Because of the mechanical damage of hematoma to brain tissue, clot evacuation was a commonly used intervention in the clinical treatment of ICH. Therefore, the combined therapy of MSC transplantation followed by minimally invasive hematoma removal was supposed as a promising treatment for ICH. Compared with surgical treatment, the combined group significantly decreased the brain edema, and increased the BDNF, NGF, and Endothelial progenitor cells level (Zhang, 2016). In a case report of a female patient with a past medical history of hypertension, the combined treatment also observed improved neurologic function consistent with preclinical studies (Zhang Q. et al., 2015; Zahra et al., 2020). However, there were discrepancies among combined therapy with respect to prognosis in different sources of transplanted MSCs, which might be due to differences in the viability, proliferation potential, and neurogenic efficacy of the tested cell line. A retrospective analysis of up to 5-years follow up had documented that the patients who received human umbilical cord-derived MSCs in the combined therapy group showed better outcome on functional recovery and complications than the bone-marrow MSCs combined therapy group and control group (Chang et al., 2016). Overall, the MSCs transplantation had promise to be safely and effectively applied in clinical ICH treatment, even so, the underlying regulatory mechanism, the optimal implantation time, and larger clinical trials still need to be further considered in future research.

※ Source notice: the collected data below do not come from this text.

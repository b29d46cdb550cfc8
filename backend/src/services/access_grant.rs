//! Granting users access to the protected trading script.
//!
//! Every grant goes through the process-wide [`SessionCache`], so the
//! sign-in happens once per session lifetime no matter how many grants are
//! issued. The call to the external service sits behind [`AccessGrantClient`].

use std::sync::Arc;

use async_trait::async_trait;
use tracing::{info, warn};

use super::session::{session_cache, AccessSession, SessionCache, SessionError};

#[derive(Debug, thiserror::Error)]
pub enum AccessGrantError {
    #[error("username is required")]
    MissingUsername,
    #[error("Access grants are not configured")]
    NotConfigured,
    #[error(transparent)]
    Session(#[from] SessionError),
    /// The service answered with a non-success status.
    #[error("Access grant rejected ({status}): {body}")]
    Rejected { status: u16, body: String },
    #[error("Access grant request failed: {0}")]
    Transport(String),
}

impl AccessGrantError {
    /// The service no longer accepts the session's cookies.
    fn is_auth_rejection(&self) -> bool {
        matches!(self, Self::Rejected { status: 401 | 403, .. })
    }
}

/// Issues a single grant against the external service.
#[async_trait]
pub trait AccessGrantClient: Send + Sync {
    async fn grant(&self, session: &AccessSession, username: &str) -> Result<(), AccessGrantError>;
}

pub struct AccessGranter {
    client: Arc<dyn AccessGrantClient>,
}

impl AccessGranter {
    pub fn new(client: Arc<dyn AccessGrantClient>) -> Self {
        Self { client }
    }

    /// Grant `username` access using the process-wide session cache.
    pub async fn grant(&self, username: &str) -> Result<(), AccessGrantError> {
        self.grant_with(session_cache()?, username).await
    }

    /// Grant `username` access using `cache`.
    ///
    /// A 401 or 403 means the cached session went stale before its TTL; the
    /// cache signs in again and the grant is retried once.
    pub async fn grant_with(&self, cache: &SessionCache, username: &str) -> Result<(), AccessGrantError> {
        let username = username.trim();
        if username.is_empty() {
            return Err(AccessGrantError::MissingUsername);
        }

        let session = cache.get_or_login().await?;
        match self.client.grant(&session, username).await {
            Err(err) if err.is_auth_rejection() => {
                warn!(error = %err, "access-grant session rejected, signing in again");
                let session = cache.refresh().await?;
                self.client.grant(&session, username).await?;
            }
            other => other?,
        }

        info!(username, "granted script access");
        Ok(())
    }
}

Differences Between Preclinical and Clinical Studies
Mesenchymal stem cell transplantation had demonstrated the positive therapeutic effects of facilitating tissue repair and prognosis of ICH in animal research and clinical trials. However, significant research differences still existed in the process of transforming preclinical research to clinical application. The uncertainty contained in the differences of this research might affect the therapeutic mechanisms of transplanted MSCs and the stability of clinical benefits from many aspects. Whether the therapeutic mechanisms of MSC therapy reported in animal studies could effectively translate to the complex pathological environment of ICH patients was also unknown.
Research Subjects
Actually, the differences between experimental research and clinical trials had already appeared in the screening of research subjects. Healthy rodents were the most versatile research group in preclinical studies. However, patients with ICH usually had a variety of other diseases, because ICH often occurred in the antiplatelet, anticoagulants, and thrombolytics users or elder peoples (Brunet et al., 2019). In addition, the reported ICH patients also included a strict inclusion and exclusion criteria, which did not exist in the healthy animal research subjects (Ahn et al., 2018). Moreover, the small sample size and case report in clinical studies further increased the publication bias. Most importantly, none of the current animal ICH models could reproduce the actual pathological process of ICH. Taken together, in the process of extrapolating the trial results to clinical application, it was necessary to be further verified from the research objects, model establishment, sample size, and other aspects.
MSC Preparation
It is well known that the cell source, extraction, and expansion process of MSCs are direct factors associated with the biological characteristics and differentiation fate of implanted cells. In the rodent studies, MSCs derived from different sources (bone marrow, adipose, umbilical cord, placenta, dental pulp, and cord blood) had been used for ICH treatment and displayed an improved prognosis (Choi et al., 2018; Chen et al., 2019; Liu et al., 2019; Zhang Y. et al., 2019; Chen K.H. et al., 2020). Nevertheless, this trend of cell source balance had been tilted in human research. Except for a small amount of MSCs derived from umbilical cord or cord blood (Chang et al., 2016; Ahn et al., 2018), most of the transplanted MSCs were extracted through autologous bone marrow puncture in the clinical studies (Liem et al., 2019; Zahra et al., 2020). Different from this, the bone marrow-MSCs in the rodent studies were mainly derived from allogeneic femur and tibia. In addition, the MSCs transplantation in patients were all homogeneous, and MSCs implanted in rodents were also derived from heterogeneous (Chen K.H. et al., 2020). However, no research had focused on the influence of MSCs source or extraction differences on ICH treatment. Considering the risk and time consumption of autologous MSCs extraction, the immunogenicity of allogeneic MSCs, and the high cost of maintaining cells viability, optimized and practical MSCs product preparation still needed to be clarified in research to ensure the stability and predictability during transformation for clinical treatment.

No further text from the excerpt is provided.